Methods.The published literature was searched for papers relating to EEG training of non-specialist clinicians worldwide (1/01/1989-30/06/2020). All regions of the world were included and assessed for content on efficacy of curricula and potential adaptability or applicability to resource-poor settings. The grey literature was searched using ProQuest and Primo databases and references from review articles. The websites of the International League Against Epilepsy, International Federation of Clinical Neurophysiologist, American Academy of Neurology and World Federation of Neurology were reviewed for reports (non-peer reviewed) which described roll-out and impact of novel EEG training curricula.

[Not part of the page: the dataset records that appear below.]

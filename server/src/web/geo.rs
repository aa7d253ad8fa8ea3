use std::time::Duration;

use serde::Deserialize;
use tracing::debug;

use crate::engine::presence::GeoInfo;

/// Approximate IP geolocation via ip-api.com. Lookups fail open: any
/// network or parse failure degrades to "Unknown" placeholders so the
/// triggering user action is never blocked.
pub struct Geolocator {
    client: reqwest::Client,
}

#[derive(Deserialize)]
struct IpApiResponse {
    status: String,
    country: Option<String>,
    city: Option<String>,
    isp: Option<String>,
}

impl Geolocator {
    pub fn new() -> Self {
        Self {
            client: reqwest::Client::builder()
                .timeout(Duration::from_secs(3))
                .build()
                .expect("failed to build geolocation http client"),
        }
    }

    pub async fn lookup(&self, ip: &str) -> GeoInfo {
        if is_private(ip) {
            return GeoInfo::local();
        }

        let url = format!("http://ip-api.com/json/{ip}");
        let response = match self.client.get(&url).send().await {
            Ok(r) => r,
            Err(e) => {
                debug!(%ip, error = %e, "geolocation request failed");
                return GeoInfo::unknown();
            }
        };

        match response.json::<IpApiResponse>().await {
            Ok(data) if data.status == "success" => GeoInfo {
                country: data.country.unwrap_or_else(|| "Unknown".into()),
                city: data.city.unwrap_or_else(|| "Unknown".into()),
                isp: data.isp.unwrap_or_else(|| "Unknown".into()),
            },
            _ => GeoInfo::unknown(),
        }
    }
}

impl Default for Geolocator {
    fn default() -> Self {
        Self::new()
    }
}

/// Private/loopback ranges never leave the process.
fn is_private(ip: &str) -> bool {
    ip.starts_with("127.")
        || ip.starts_with("192.168.")
        || ip.starts_with("10.")
        || ip == "::1"
        || ip == "localhost"
        || ip == "unknown"
}

#[cfg(test)]
mod tests {
    use super::*;

    #[test]
    fn test_private_ranges() {
        assert!(is_private("127.0.0.1"));
        assert!(is_private("192.168.1.20"));
        assert!(is_private("10.4.5.6"));
        assert!(is_private("::1"));
        assert!(is_private("unknown"));
        assert!(!is_private("203.0.113.9"));
    }

    #[tokio::test]
    async fn test_private_ip_short_circuits() {
        let geo = Geolocator::new();
        assert_eq!(geo.lookup("127.0.0.1").await, GeoInfo::local());
        assert_eq!(geo.lookup("192.168.0.2").await, GeoInfo::local());
    }
}
use chrono::{DateTime, Utc};
use dashmap::DashMap;
use uuid::Uuid;

/// Cookie carrying the session token.
pub const SESSION_COOKIE: &str = "palaver_session";

/// The identity behind a session token.
#[derive(Debug, Clone)]
pub struct SessionIdentity {
    pub username: String,
    pub is_moderator: bool,
    pub created_at: DateTime<Utc>,
}

/// Opaque in-memory session tokens. This is the whole identity boundary:
/// the login UI that collects the username lives outside this backend, and
/// everything here is lost on restart like the rest of the state.
pub struct SessionStore {
    sessions: DashMap<Uuid, SessionIdentity>,
}

impl SessionStore {
    pub fn new() -> Self {
        Self {
            sessions: DashMap::new(),
        }
    }

    /// Issue a token for a username. Moderator status is decided at issue
    /// time from the configured admin list.
    pub fn create(&self, username: &str, is_moderator: bool) -> Uuid {
        let token = Uuid::new_v4();
        self.sessions.insert(
            token,
            SessionIdentity {
                username: username.to_string(),
                is_moderator,
                created_at: Utc::now(),
            },
        );
        token
    }

    pub fn get(&self, token: &Uuid) -> Option<SessionIdentity> {
        self.sessions.get(token).map(|s| s.clone())
    }

    /// Invalidate a token (logout). Returns the identity it carried.
    pub fn remove(&self, token: &Uuid) -> Option<SessionIdentity> {
        self.sessions.remove(token).map(|(_, identity)| identity)
    }
}

impl Default for SessionStore {
    fn default() -> Self {
        Self::new()
    }
}
use std::sync::Arc;

use axum::Router;
use axum::http::HeaderValue;
use axum::routing::{get, post};
use tower_http::cors::{Any, CorsLayer};

use super::app_state::AppState;
use super::rate_limit::{ApiRateLimiters, api_rate_limit, poll_rate_limit, session_rate_limit};
use super::{admin_api, rest_api};

/// Build the axum router with all HTTP routes.
pub fn build_router(state: Arc<AppState>) -> Router {
    // Restrict CORS to the configured public_url origin (or allow any for localhost dev)
    let public_url = &state.config.server.public_url;
    let cors = if public_url.contains("localhost") || public_url.contains("127.0.0.1") {
        CorsLayer::new()
            .allow_origin(Any)
            .allow_methods(Any)
            .allow_headers(Any)
    } else {
        let origin = public_url
            .parse::<HeaderValue>()
            .unwrap_or_else(|_| HeaderValue::from_static("https://localhost"));
        CorsLayer::new()
            .allow_origin(origin)
            .allow_methods(Any)
            .allow_headers(Any)
    };

    let rate_limiters = Arc::new(ApiRateLimiters::default());

    // Session boundary — tight rate limit against username churn
    let session_routes = Router::new()
        .route("/api/session", post(rest_api::create_session))
        .route("/api/logout", post(rest_api::logout))
        .layer(axum::middleware::from_fn(session_rate_limit));

    // Poll surface — clients hit these once per second each
    let poll_routes = Router::new()
        .route("/api/rooms", get(rest_api::get_rooms))
        .route("/api/messages", get(rest_api::get_messages))
        .route("/api/online-users", get(rest_api::online_users))
        .route("/api/typing-status", get(rest_api::typing_status))
        .route("/api/check-effects", post(rest_api::check_effects))
        .layer(axum::middleware::from_fn(poll_rate_limit));

    // Write surface + moderation — general rate limit
    let api_routes = Router::new()
        .route("/api/send", post(rest_api::send_message))
        .route("/api/send-gif", post(rest_api::send_gif))
        .route("/api/delete-message", post(rest_api::delete_message))
        .route("/api/typing", post(rest_api::typing))
        .route("/api/update-active", post(rest_api::update_active))
        .route("/api/theme", post(rest_api::switch_theme))
        .route("/api/layout", post(rest_api::switch_layout))
        .route("/api/admin/create-room", post(admin_api::create_room))
        .route("/api/admin/screen-effect", post(admin_api::screen_effect))
        .route("/api/admin/clear-effect", post(admin_api::clear_effect))
        .route("/api/admin/ban", post(admin_api::ban))
        .route("/api/admin/mass-unban", post(admin_api::mass_unban))
        .route("/api/admin/active-users", get(admin_api::active_users))
        .route("/api/admin/debug-info", get(admin_api::debug_info))
        .route(
            "/api/admin/manage-messages",
            post(admin_api::manage_messages),
        )
        .route("/api/admin/export-data", get(admin_api::export_data))
        .route(
            "/api/admin/global-message",
            post(admin_api::global_message),
        )
        .route("/api/admin/message-user", post(admin_api::message_user))
        .route(
            "/api/admin/force-reconnect",
            post(admin_api::force_reconnect),
        )
        .layer(axum::middleware::from_fn(api_rate_limit));

    Router::new()
        .merge(session_routes)
        .merge(poll_routes)
        .merge(api_routes)
        .layer(cors)
        // Inject rate limiters into all request extensions
        .layer(axum::Extension(rate_limiters))
        .with_state(state)
}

Results.There was limited data. From 2,613 articles, 15 complied with the study question. Ten studies were performed on cross-speciality clinicians, four on neurology registrars and one on a combination of healthcare workers. There was diversity of curricula models used. The studies themselves lacked consistency and directness. A few training programs were trialled in low-middle-income countries (LMICs) and paediatric training was included in only two. An ideal training curriculum was not evident nor evaluated for resource-poor settings. However, diverse teaching models were reported and set the foundations for further development of EEG training curricula for non-specialist clinicians.

Significance. There is a lack of access to education in EEG training and interpretation for non-specialist clinicians in LMICs. Existing models need to be expanded or adapted and evaluated for this population group.